- **PROBLEM STATEMENT**:
Beginning with the first line, transcribe the entries below exactly through the line containing "when no locale router is attached", inclusive.

[[ EXTRACTED RECORDS open ]]

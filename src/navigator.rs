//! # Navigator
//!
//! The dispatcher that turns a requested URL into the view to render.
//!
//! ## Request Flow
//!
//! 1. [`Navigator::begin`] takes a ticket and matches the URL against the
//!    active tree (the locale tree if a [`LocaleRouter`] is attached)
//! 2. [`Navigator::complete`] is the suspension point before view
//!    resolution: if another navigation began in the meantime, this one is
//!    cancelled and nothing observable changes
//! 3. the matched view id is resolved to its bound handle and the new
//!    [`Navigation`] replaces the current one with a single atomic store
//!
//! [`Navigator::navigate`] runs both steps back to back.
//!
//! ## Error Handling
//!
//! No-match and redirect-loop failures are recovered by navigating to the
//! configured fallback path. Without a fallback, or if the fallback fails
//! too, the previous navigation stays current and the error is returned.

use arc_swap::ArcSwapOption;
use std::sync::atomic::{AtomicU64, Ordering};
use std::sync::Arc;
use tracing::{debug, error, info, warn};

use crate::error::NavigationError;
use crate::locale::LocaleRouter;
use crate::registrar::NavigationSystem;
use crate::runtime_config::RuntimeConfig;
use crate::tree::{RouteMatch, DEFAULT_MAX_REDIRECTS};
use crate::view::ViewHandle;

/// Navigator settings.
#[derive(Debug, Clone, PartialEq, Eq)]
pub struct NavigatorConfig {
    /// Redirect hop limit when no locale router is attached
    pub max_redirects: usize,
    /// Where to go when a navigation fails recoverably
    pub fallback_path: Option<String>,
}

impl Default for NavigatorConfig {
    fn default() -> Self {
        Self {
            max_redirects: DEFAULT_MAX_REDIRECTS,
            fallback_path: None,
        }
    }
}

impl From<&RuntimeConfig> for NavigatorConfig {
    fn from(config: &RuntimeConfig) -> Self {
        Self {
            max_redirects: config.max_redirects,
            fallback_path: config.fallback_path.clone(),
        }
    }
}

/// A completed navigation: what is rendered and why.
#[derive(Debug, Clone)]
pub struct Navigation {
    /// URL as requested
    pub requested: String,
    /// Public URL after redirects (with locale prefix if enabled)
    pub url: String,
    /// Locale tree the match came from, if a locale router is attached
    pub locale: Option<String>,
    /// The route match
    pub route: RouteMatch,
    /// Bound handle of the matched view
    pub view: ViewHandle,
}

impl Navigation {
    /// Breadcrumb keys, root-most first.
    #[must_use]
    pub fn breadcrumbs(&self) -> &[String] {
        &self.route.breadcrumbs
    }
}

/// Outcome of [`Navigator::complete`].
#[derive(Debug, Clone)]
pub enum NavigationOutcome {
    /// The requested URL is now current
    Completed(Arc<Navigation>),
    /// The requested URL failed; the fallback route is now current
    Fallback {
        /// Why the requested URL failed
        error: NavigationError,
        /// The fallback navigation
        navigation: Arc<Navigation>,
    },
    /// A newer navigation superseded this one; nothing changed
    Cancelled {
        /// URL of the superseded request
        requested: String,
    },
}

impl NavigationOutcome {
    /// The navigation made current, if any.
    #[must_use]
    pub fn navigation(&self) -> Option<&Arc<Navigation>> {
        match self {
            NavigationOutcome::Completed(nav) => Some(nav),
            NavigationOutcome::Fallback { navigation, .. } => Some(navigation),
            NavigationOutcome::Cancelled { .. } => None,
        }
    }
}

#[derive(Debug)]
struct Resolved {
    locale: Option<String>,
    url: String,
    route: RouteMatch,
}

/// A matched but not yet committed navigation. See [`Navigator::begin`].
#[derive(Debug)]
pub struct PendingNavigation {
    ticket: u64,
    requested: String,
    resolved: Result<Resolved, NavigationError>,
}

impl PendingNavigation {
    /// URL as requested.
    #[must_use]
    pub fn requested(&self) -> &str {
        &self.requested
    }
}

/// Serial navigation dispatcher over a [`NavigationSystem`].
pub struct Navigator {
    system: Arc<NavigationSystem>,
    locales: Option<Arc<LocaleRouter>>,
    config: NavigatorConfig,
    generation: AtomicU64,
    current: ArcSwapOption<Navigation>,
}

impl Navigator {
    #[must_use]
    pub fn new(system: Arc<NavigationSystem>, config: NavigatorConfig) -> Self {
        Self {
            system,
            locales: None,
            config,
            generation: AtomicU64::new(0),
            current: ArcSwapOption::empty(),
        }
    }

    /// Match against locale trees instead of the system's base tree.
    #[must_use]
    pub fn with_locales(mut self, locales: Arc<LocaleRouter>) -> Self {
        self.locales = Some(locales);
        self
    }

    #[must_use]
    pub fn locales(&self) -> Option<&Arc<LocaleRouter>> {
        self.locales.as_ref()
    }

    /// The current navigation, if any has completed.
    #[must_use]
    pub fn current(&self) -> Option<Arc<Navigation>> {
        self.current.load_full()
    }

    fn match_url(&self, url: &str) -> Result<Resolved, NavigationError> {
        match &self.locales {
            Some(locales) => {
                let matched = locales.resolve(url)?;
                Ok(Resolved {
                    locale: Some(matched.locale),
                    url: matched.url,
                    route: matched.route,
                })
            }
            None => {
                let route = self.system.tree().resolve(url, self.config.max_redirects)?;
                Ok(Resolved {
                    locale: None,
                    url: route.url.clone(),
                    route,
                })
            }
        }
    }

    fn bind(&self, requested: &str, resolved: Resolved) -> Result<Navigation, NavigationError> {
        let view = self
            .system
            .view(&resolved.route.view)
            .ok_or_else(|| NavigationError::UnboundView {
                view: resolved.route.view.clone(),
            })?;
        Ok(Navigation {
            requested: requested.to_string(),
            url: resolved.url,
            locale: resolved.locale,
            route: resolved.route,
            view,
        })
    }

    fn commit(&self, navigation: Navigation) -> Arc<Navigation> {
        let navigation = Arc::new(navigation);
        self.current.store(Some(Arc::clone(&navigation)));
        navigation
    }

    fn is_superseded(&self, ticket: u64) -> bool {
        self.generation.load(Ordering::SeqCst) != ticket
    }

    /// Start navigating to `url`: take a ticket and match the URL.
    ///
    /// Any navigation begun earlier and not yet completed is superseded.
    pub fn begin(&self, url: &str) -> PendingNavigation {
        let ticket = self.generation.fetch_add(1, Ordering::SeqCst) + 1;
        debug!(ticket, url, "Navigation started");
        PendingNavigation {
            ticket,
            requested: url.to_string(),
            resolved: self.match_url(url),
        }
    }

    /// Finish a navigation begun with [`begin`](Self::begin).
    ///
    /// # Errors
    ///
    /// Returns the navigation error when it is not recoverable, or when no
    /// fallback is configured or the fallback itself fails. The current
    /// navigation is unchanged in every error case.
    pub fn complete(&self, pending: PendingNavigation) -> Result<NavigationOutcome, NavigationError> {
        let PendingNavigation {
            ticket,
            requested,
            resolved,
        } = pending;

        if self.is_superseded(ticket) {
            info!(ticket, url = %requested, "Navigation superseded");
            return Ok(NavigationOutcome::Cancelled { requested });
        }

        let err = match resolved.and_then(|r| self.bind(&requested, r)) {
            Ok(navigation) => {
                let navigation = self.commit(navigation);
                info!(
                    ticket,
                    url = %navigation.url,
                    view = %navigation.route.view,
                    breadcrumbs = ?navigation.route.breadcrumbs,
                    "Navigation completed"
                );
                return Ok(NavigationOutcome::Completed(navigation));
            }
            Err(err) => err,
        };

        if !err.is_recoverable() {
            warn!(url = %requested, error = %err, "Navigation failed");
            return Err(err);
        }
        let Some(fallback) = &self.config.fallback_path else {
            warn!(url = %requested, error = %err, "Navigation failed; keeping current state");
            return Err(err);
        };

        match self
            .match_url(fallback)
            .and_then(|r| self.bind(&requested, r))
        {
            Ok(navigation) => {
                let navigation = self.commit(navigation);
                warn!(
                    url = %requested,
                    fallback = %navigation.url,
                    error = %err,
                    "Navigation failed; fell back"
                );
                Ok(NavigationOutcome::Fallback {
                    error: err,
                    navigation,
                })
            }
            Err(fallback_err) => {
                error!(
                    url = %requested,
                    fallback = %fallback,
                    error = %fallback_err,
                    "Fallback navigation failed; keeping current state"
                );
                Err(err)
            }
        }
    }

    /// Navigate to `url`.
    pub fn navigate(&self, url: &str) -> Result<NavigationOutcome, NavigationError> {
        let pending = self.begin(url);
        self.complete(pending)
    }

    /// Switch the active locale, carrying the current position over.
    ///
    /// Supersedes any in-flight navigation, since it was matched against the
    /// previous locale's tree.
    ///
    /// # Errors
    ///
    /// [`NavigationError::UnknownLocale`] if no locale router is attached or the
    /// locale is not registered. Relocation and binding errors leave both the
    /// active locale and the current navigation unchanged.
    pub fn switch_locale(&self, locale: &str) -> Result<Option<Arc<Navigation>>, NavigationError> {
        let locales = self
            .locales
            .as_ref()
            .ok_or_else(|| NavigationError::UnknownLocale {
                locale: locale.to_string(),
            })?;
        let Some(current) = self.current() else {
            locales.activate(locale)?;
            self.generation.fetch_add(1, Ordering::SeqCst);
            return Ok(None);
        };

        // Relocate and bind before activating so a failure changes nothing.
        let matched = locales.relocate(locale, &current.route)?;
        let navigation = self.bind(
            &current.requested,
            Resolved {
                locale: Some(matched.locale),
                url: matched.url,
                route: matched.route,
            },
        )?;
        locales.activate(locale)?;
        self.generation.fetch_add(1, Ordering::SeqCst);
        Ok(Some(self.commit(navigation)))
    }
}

[[ EXTRACTED RECORDS closed ]]

- **WORKED SOLUTION**:
filename src/navigator.rs
//! # Navigator
//!
//! The dispatcher that turns a requested URL into the view to render.
//!
//! ## Request Flow
//!
//! 1. [`Navigator::begin`] takes a ticket and matches the URL against the
//!    active tree (the locale tree if a [`LocaleRouter`] is attached)
//! 2. [`Navigator::complete`] is the suspension point before view
//!    resolution: if another navigation began in the meantime, this one is
//!    cancelled and nothing observable changes
//! 3. the matched view id is resolved to its bound handle and the new
//!    [`Navigation`] replaces the current one with a single atomic store
//!
//! [`Navigator::navigate`] runs both steps back to back.
//!
//! ## Error Handling
//!
//! No-match and redirect-loop failures are recovered by navigating to the
//! configured fallback path. Without a fallback, or if the fallback fails
//! too, the previous navigation stays current and the error is returned.

use arc_swap::ArcSwapOption;
use std::sync::atomic::{AtomicU64, Ordering};
use std::sync::Arc;
use tracing::{debug, error, info, warn};

use crate::error::NavigationError;
use crate::locale::LocaleRouter;
use crate::registrar::NavigationSystem;
use crate::runtime_config::RuntimeConfig;
use crate::tree::{RouteMatch, DEFAULT_MAX_REDIRECTS};
use crate::view::ViewHandle;

/// Navigator settings.
#[derive(Debug, Clone, PartialEq, Eq)]
pub struct NavigatorConfig {
    /// Redirect hop limit when no locale router is attached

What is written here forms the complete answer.